DRAM Memory Technologies

DRAM is available in several different technology types. At their core, each technology is quite similar to the one that it replaces or the one used on a parallel platform. The differences between the various acronyms of DRAM technologies are primarily a result of how the DRAM inside the module is connected, configured and/or addressed, in addition to any special enhancements added to the technology.

There are five well-known technologies:

Synchronous DRAM (SDRAM)

An older type of memory that quickly replaced earlier types and was able to synchronize with the speed of the system clock. SDRAM started out running at 66 MHz, faster than previous technologies and was able to scale to 133 MHz (PC133) officially and unofficially up to 180 MHz. As processors grew in speed and bandwidth capability, new generations of memory such as DDR and RDRAM were required to get proper performance.

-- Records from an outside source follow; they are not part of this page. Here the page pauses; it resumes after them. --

//! Logging initialization and startup diagnostics
//!
//! - Logger initialization (console + file)
//! - Configuration summary at startup (the bot token is never printed)

use anyhow::Result;
use simplelog::*;
use std::fs::File;

/// Initialize logger for both console and file output
///
/// # Arguments
/// * `log_file_path` - Path to the log file
///
/// # Returns
/// * `Ok(())` - Logger initialized successfully
/// * `Err(anyhow::Error)` - Failed to create the file or a logger is already set
pub fn init_logger(log_file_path: &str) -> Result<()> {
    let log_file = File::create(log_file_path).map_err(|e| anyhow::anyhow!("Failed to create log file: {}", e))?;

    CombinedLogger::init(vec![
        TermLogger::new(
            LevelFilter::Info,
            Config::default(),
            TerminalMode::Mixed,
            ColorChoice::Auto,
        ),
        WriteLogger::new(LevelFilter::Info, Config::default(), log_file),
    ])
    .map_err(|e| anyhow::anyhow!("Failed to initialize logger: {}", e))?;

    Ok(())
}

/// Human-readable configuration summary, one line per setting
pub fn config_summary(config: &crate::core::config::Config) -> Vec<String> {
    let mut lines = vec![
        format!("Channel:         {}", config.channel),
        format!("Moderator:       {}", config.moderator),
        format!("Watermark text:  {:?}", config.watermark.text),
        format!(
            "Watermark font:  {}",
            config
                .watermark
                .font_path
                .as_ref()
                .map(|p| p.display().to_string())
                .unwrap_or_else(|| "system fallback".to_string())
        ),
        format!("Log file:        {}", config.log_file_path),
    ];

    lines.push(match &config.bot_api_url {
        Some(url) => format!("Bot API:         {}", url),
        None => "Bot API:         api.telegram.org".to_string(),
    });
    lines.push(match config.submission_ttl {
        Some(ttl) => format!("Submission TTL:  {}s", ttl.as_secs()),
        None => "Submission TTL:  none (pending until decided)".to_string(),
    });
    lines.push(match config.metrics_port {
        Some(port) => format!("Metrics:         :{}", port),
        None => "Metrics:         disabled".to_string(),
    });

    lines
}

/// Logs the configuration at startup
pub fn log_configuration(config: &crate::core::config::Config) {
    log::info!("━━━━━━━━━━━━━━━━━━━━━━━━━━━━━━━━━━━━━━━━━━━━━━━━━━━━━━━━━━━━");
    log::info!("📷 Shutter configuration");
    log::info!("━━━━━━━━━━━━━━━━━━━━━━━━━━━━━━━━━━━━━━━━━━━━━━━━━━━━━━━━━━━━");
    for line in config_summary(config) {
        log::info!("{}", line);
    }
    if config.submission_ttl.is_none() {
        log::warn!("SUBMISSION_TTL_SECS not set: undecided submissions stay in memory until restart");
    }
    log::info!("━━━━━━━━━━━━━━━━━━━━━━━━━━━━━━━━━━━━━━━━━━━━━━━━━━━━━━━━━━━━");
}

#[cfg(test)]
mod tests {
    use super::*;
    use secrecy::SecretString;
    use tempfile::NamedTempFile;

    use crate::core::types::{ChannelId, ModeratorId};
    use crate::watermark::WatermarkSpec;

    #[test]
    fn test_init_logger_creates_log_file() {
        let temp_file = NamedTempFile::new().unwrap();
        let path = temp_file.path().to_str().unwrap();

        // A logger may already be installed by another test in this binary;
        // the file is created either way.
        let _ = init_logger(path);
        assert!(temp_file.path().exists());
    }

    #[test]
    fn test_init_logger_rejects_bad_path() {
        assert!(init_logger("/nonexistent-dir/shutter.log").is_err());
    }

    #[test]
    fn test_summary_never_contains_token() {
        let config = crate::core::config::Config {
            bot_token: SecretString::from("123456:SECRET-TOKEN".to_string()),
            channel: ChannelId::Username("@photos".to_string()),
            moderator: ModeratorId(42),
            watermark: WatermarkSpec {
                text: "@photos".to_string(),
                font_path: None,
            },
            log_file_path: "shutter.log".to_string(),
            bot_api_url: None,
            submission_ttl: None,
            metrics_port: Some(9090),
        };

        let summary = config_summary(&config).join("\n");
        assert!(!summary.contains("SECRET-TOKEN"));
        assert!(summary.contains("@photos"));
        assert!(summary.contains("42"));
        assert!(summary.contains(":9090"));
    }
}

Double Data Rate Synchronous DRAM (DDR SDRAM)

DDR SDRAM is a lot like regular SDRAM (Single Data Rate) but its main difference is its ability to effectively double the clock frequency without increasing the actual frequency, making it substantially faster than regular SDRAM. This is achieved by transferring data not only at the rising edge of the clock cycle but also at the falling edge. A clock cycle can be represented as a square wave, with the rising edge defined as the transition from ‘0’ to ‘1’, and the falling edge as ‘1’ to ‘0’. In SDRAM, only the rising edge of the wave is used, but DDR SDRAM references both, effectively doubling the rate of data transmission. For example, with DDR SDRAM, a 100 or 133 MHz memory bus clock rate yields an effective data rate of 200 MHz or 266 MHz, respectively. DDR modules utilize a 184-pin DIMM (Dual Inline Memory Module) packaging which, like SDRAM, allows for a 64 bit data path, allowing faster memory access with single modules over previous technologies. Although SDRAM and DDR share the same basic design, DDR is not backward compatible with older SDRAM motherboards and vice-versa.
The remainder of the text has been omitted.